Assignment:
The result should be every line in the data below that carries the string "system".

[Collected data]
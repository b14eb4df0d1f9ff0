//! Anthropic (Claude) adapter.
//!
//! Speaks the Messages API.
//!
//! # Environment Variables
//! - `ANTHROPIC_API_KEY`: API key for the Anthropic API
//! - `ANTHROPIC_BASE_URL`: endpoint override
//!
//! # Wire differences from OpenAI
//!
//! ```text
//! OpenAI:                          Anthropic:
//! ┌────────────────────────┐       ┌────────────────────────┐
//! │ Authorization: Bearer  │       │ x-api-key              │
//! │                        │       │ anthropic-version      │
//! │ messages[0] = system   │       │ system = "..." (top)   │
//! │ usage.prompt_tokens    │       │ usage.input_tokens     │
//! │ usage.completion_tokens│       │ usage.output_tokens    │
//! │ choices[0].message     │       │ content[] text blocks  │
//! └────────────────────────┘       └────────────────────────┘
//! ```

use async_trait::async_trait;
use reqwest::header::{HeaderMap, HeaderValue};
use reqwest::Client;
use serde::{Deserialize, Serialize};
use tracing::{debug, instrument};

use crate::config::ProviderConfig;
use crate::error::{AirError, Result};
use crate::traits::{
    GenerationRequest, GenerationResponse, ProviderAdapter, ProviderId, TokenUsage,
};

use super::http;

/// Anthropic API version (required header)
const ANTHROPIC_API_VERSION: &str = "2023-06-01";

// ============================================================================
// Anthropic API Request/Response Types
// ============================================================================

#[derive(Debug, Clone, Serialize)]
struct ClaudeMessage<'a> {
    role: &'static str,
    content: &'a str,
}

/// Request body for the messages endpoint.
#[derive(Debug, Clone, Serialize)]
struct MessagesRequest<'a> {
    model: &'a str,
    max_tokens: usize,
    messages: Vec<ClaudeMessage<'a>>,
    #[serde(skip_serializing_if = "Option::is_none")]
    system: Option<&'a str>,
    temperature: f32,
}

/// Response from the messages endpoint.
#[derive(Debug, Clone, Deserialize)]
struct MessagesResponse {
    #[serde(default)]
    content: Vec<ContentBlock>,
    #[serde(default)]
    model: Option<String>,
    #[serde(default)]
    usage: ClaudeUsage,
}

#[derive(Debug, Clone, Deserialize)]
struct ContentBlock {
    #[serde(rename = "type")]
    content_type: String,
    #[serde(default)]
    text: Option<String>,
}

#[derive(Debug, Clone, Default, Deserialize)]
struct ClaudeUsage {
    #[serde(default)]
    input_tokens: usize,
    #[serde(default)]
    output_tokens: usize,
}

// ============================================================================
// ClaudeAdapter Implementation
// ============================================================================

/// Anthropic Messages API adapter.
#[derive(Debug, Clone)]
pub struct ClaudeAdapter {
    client: Client,
    api_key: String,
    config: ProviderConfig,
}

impl ClaudeAdapter {
    /// Create the adapter from the Claude provider configuration.
    pub fn from_config(config: &ProviderConfig) -> Result<Self> {
        if config.provider != ProviderId::Claude {
            return Err(AirError::ConfigError(format!(
                "Claude adapter given {} configuration",
                config.provider
            )));
        }
        Ok(Self {
            client: http::build_client(config)?,
            api_key: http::require_api_key(config)?,
            config: config.clone(),
        })
    }

    /// Messages endpoint URL.
    pub fn endpoint(&self) -> String {
        http::endpoint(&self.config.base_url, "messages")
    }

    fn headers(&self) -> Result<HeaderMap> {
        let mut headers = HeaderMap::new();
        headers.insert("x-api-key", http::secret_header(ProviderId::Claude, &self.api_key)?);
        headers.insert(
            "anthropic-version",
            HeaderValue::from_static(ANTHROPIC_API_VERSION),
        );
        Ok(headers)
    }

    fn build_request<'a>(request: &'a GenerationRequest, model: &'a str) -> MessagesRequest<'a> {
        MessagesRequest {
            model,
            max_tokens: request.max_tokens,
            messages: vec![ClaudeMessage {
                role: "user",
                content: &request.prompt,
            }],
            system: request.system_prompt.as_deref(),
            temperature: request.temperature,
        }
    }

    /// Concatenate text blocks and map `input/output` usage.
    ///
    /// A response with no text block is a failed attempt.
    fn parse_response(
        requested_model: &str,
        response: MessagesResponse,
    ) -> Result<GenerationResponse> {
        let mut content: Option<String> = None;
        for block in &response.content {
            match (block.content_type.as_str(), &block.text) {
                ("text", Some(text)) => content.get_or_insert_with(String::new).push_str(text),
                _ => debug!("Skipping content block type: {}", block.content_type),
            }
        }
        let content = content.ok_or_else(|| {
            AirError::request_failed(ProviderId::Claude, "response contained no text content")
        })?;

        let model = response
            .model
            .filter(|m| !m.is_empty())
            .unwrap_or_else(|| requested_model.to_string());

        Ok(GenerationResponse::new(
            ProviderId::Claude,
            model,
            content,
            TokenUsage::new(response.usage.input_tokens, response.usage.output_tokens),
        ))
    }
}

#[async_trait]
impl ProviderAdapter for ClaudeAdapter {
    fn provider(&self) -> ProviderId {
        ProviderId::Claude
    }

    #[instrument(skip(self, request), fields(provider = "claude"))]
    async fn generate(&self, request: &GenerationRequest) -> Result<GenerationResponse> {
        let model = self
            .config
            .resolve_model(request.model.as_deref())
            .ok_or_else(|| AirError::request_failed(ProviderId::Claude, "no model configured"))?;

        let body = Self::build_request(request, model);
        let response: MessagesResponse = http::post_json(
            &self.client,
            ProviderId::Claude,
            &self.endpoint(),
            self.headers()?,
            &body,
        )
        .await?;

        Self::parse_response(model, response)
    }
}

// ============================================================================
// Tests
// ============================================================================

Completed exercise:
//! │ messages[0] = system   │       │ system = "..." (top)   │
    system: Option<&'a str>,
            system: request.system_prompt.as_deref(),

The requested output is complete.